**Task item**
In the material below, the required lines run from the one containing "self.timeline = Some(timeline);" through the one containing "one device id.". Copy those lines exactly, ends included, and nothing else.

**Data for the task**
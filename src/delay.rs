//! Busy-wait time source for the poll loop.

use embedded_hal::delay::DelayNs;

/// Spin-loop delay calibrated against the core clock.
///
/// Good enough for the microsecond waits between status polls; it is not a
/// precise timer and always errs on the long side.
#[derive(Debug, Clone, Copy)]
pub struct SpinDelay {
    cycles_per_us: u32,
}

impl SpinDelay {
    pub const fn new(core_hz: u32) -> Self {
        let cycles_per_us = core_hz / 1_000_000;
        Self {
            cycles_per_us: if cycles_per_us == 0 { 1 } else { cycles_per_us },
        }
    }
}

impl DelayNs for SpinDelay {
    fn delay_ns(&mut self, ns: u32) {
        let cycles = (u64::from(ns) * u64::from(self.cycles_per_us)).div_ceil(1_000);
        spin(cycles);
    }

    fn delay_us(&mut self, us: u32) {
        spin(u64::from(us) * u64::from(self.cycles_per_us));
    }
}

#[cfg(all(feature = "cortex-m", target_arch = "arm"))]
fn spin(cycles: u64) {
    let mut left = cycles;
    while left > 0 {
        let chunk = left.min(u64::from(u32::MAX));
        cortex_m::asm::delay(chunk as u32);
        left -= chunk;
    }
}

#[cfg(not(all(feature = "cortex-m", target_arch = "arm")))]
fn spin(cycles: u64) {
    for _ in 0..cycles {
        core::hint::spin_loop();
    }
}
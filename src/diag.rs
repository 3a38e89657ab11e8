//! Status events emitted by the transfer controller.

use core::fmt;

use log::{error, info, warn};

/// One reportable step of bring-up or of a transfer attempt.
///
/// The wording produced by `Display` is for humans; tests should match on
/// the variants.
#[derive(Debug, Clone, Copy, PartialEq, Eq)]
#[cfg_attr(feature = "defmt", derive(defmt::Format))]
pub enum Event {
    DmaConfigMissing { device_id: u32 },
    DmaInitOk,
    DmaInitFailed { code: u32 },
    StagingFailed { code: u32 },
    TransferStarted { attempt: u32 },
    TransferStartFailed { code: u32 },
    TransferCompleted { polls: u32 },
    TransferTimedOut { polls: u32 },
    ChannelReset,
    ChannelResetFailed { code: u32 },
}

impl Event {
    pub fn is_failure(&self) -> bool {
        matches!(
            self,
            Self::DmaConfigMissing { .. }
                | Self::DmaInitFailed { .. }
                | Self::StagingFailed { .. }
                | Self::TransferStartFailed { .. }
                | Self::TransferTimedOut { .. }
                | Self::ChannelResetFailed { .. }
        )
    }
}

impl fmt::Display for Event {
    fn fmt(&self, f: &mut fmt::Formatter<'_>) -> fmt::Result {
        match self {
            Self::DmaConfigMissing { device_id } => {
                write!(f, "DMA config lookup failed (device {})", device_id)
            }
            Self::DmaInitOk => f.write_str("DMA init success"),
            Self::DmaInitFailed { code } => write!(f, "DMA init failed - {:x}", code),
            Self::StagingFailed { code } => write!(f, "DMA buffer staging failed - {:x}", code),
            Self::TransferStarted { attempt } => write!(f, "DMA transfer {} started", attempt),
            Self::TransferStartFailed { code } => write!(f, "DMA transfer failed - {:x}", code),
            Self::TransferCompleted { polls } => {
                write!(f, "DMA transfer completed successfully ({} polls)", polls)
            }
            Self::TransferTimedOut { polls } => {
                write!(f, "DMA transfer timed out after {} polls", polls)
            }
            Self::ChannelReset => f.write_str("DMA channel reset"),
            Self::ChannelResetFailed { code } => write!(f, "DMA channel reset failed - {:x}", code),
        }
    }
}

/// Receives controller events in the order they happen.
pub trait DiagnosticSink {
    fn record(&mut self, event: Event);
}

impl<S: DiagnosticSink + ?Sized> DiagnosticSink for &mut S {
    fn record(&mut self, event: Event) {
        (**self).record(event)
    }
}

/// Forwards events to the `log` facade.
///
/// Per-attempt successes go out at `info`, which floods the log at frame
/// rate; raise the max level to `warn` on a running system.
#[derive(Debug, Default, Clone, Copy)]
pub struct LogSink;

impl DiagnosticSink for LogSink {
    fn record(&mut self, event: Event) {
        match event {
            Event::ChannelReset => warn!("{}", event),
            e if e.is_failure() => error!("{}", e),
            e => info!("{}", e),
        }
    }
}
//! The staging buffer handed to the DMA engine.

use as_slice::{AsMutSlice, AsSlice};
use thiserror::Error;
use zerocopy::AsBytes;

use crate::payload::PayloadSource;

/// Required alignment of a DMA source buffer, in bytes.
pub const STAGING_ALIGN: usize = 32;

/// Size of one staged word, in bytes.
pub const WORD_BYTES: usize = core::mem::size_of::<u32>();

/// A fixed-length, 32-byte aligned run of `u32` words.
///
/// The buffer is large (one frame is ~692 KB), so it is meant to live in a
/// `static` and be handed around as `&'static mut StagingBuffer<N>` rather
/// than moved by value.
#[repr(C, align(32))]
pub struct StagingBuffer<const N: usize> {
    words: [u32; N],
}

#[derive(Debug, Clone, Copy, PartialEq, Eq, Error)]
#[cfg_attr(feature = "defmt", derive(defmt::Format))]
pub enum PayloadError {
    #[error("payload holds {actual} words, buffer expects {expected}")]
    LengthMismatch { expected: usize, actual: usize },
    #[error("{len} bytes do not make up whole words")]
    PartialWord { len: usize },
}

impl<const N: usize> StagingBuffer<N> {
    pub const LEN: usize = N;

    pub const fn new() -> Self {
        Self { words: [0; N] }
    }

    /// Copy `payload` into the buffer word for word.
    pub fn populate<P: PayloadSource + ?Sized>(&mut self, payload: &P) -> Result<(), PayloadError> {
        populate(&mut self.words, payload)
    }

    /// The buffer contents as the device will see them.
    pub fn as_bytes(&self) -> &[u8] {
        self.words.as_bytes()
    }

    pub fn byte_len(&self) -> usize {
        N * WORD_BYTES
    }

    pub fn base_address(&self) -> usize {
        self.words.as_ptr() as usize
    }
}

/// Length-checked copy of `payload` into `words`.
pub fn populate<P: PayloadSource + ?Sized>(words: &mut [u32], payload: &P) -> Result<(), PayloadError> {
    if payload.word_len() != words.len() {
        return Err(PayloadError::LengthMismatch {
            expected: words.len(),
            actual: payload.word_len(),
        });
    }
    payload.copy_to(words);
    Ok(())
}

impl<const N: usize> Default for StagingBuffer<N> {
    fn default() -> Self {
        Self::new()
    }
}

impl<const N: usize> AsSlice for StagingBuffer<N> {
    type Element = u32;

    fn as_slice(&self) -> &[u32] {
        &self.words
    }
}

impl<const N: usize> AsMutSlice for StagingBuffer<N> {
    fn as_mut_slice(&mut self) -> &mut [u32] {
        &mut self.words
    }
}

--

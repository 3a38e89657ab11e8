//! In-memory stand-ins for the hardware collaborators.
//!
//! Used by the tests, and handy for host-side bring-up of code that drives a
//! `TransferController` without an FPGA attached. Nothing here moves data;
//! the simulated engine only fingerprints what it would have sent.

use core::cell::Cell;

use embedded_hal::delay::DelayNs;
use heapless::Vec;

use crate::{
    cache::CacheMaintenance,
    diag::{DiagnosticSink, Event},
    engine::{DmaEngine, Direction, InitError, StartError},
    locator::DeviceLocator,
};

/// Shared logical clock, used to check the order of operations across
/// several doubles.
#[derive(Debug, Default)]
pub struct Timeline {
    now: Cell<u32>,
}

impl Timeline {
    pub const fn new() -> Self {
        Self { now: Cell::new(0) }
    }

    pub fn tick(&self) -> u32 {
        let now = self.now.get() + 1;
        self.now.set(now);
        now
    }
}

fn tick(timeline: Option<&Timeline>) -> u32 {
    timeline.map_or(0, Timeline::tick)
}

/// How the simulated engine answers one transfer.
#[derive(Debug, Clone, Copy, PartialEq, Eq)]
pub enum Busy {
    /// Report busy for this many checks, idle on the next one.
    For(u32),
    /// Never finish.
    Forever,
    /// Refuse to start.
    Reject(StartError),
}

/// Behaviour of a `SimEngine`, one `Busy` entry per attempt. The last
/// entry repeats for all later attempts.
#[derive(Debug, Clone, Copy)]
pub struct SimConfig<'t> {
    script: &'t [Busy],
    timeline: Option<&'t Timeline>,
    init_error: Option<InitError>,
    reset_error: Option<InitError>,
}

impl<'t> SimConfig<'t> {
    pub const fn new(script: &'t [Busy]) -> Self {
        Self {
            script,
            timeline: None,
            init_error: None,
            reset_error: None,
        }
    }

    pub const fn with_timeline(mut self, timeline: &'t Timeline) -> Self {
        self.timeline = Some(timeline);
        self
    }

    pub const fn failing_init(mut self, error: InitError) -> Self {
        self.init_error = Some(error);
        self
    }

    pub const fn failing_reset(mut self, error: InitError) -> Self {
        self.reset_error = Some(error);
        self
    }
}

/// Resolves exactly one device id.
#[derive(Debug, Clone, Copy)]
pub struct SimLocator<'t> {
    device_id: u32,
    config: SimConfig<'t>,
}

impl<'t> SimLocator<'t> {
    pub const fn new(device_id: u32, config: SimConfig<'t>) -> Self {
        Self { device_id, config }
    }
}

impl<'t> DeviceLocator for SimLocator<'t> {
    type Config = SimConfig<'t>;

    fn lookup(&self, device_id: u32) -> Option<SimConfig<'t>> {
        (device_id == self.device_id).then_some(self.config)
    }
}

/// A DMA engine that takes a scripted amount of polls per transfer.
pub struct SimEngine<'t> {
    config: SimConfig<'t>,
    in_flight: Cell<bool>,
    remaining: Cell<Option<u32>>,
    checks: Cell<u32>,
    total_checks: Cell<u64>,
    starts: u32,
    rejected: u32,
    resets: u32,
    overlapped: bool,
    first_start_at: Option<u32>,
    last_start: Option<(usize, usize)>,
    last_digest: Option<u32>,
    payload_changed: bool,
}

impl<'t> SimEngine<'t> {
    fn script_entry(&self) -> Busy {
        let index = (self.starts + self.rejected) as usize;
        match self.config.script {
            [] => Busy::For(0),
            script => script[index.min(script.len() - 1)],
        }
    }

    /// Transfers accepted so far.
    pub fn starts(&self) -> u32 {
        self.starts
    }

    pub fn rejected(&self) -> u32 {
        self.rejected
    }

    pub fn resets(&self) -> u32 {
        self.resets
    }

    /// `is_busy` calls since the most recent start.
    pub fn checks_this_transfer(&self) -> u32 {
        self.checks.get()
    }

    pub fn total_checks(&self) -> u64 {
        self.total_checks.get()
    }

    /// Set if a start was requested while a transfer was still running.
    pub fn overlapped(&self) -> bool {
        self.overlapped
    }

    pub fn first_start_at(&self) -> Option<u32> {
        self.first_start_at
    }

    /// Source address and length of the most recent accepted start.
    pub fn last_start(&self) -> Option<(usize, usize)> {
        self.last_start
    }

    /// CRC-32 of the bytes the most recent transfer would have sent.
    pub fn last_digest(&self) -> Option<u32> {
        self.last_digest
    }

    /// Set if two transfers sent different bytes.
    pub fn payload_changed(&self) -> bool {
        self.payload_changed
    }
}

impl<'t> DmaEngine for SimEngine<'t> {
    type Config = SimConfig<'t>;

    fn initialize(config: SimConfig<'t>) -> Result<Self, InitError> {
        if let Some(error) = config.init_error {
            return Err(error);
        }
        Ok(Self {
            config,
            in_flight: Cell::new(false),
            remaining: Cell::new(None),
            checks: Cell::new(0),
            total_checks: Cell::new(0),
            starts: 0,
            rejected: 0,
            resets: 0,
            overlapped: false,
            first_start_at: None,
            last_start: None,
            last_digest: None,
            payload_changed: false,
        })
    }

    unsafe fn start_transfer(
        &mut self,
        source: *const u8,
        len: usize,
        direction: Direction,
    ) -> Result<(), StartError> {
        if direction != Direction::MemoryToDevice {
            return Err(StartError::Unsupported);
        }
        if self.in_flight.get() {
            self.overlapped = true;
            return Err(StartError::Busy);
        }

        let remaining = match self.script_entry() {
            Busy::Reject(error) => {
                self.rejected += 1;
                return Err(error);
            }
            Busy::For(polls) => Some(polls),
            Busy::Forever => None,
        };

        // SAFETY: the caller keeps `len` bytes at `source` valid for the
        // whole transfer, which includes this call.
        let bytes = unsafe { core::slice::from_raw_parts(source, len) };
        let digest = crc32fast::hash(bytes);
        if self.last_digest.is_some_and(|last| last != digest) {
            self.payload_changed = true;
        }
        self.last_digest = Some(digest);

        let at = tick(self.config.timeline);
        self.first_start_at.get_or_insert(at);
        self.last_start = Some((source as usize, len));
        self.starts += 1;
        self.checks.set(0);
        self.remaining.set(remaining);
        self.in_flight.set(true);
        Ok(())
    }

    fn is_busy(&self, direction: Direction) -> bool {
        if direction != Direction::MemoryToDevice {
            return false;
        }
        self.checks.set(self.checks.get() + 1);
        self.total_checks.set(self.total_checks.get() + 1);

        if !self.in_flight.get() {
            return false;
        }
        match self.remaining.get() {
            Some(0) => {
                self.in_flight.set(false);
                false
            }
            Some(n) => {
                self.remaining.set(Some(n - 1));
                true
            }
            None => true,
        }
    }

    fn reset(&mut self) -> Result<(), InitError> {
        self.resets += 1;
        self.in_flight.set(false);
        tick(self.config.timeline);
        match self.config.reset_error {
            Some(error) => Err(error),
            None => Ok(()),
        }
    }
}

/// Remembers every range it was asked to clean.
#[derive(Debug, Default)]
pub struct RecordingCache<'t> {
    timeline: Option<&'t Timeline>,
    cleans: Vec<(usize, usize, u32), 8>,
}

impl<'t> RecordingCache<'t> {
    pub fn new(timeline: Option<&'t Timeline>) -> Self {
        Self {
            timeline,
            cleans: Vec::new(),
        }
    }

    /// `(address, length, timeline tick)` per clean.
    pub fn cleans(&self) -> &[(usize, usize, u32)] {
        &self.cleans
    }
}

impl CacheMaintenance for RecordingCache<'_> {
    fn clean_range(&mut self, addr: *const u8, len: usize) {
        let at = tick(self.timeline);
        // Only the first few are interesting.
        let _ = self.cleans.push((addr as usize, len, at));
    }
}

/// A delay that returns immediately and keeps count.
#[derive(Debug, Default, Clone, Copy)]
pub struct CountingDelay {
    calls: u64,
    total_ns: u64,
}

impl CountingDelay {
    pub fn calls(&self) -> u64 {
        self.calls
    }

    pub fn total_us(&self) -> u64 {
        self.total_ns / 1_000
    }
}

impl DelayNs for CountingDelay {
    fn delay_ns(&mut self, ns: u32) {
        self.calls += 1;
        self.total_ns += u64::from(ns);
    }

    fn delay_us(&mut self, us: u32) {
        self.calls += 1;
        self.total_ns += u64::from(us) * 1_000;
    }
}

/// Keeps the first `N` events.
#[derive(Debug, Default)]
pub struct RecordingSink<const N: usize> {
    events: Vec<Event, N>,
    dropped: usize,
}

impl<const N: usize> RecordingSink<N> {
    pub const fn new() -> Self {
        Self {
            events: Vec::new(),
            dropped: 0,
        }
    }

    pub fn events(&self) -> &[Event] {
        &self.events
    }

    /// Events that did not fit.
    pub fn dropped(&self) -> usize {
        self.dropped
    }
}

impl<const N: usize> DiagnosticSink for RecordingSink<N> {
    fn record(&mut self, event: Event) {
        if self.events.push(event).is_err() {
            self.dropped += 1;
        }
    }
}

**Response below**
        self.timeline = Some(timeline);
        self
    }

    pub const fn failing_init(mut self, error: InitError) -> Self {
        self.init_error = Some(error);
        self
    }

    pub const fn failing_reset(mut self, error: InitError) -> Self {
        self.reset_error = Some(error);
        self
    }
}

/// Resolves exactly one device id.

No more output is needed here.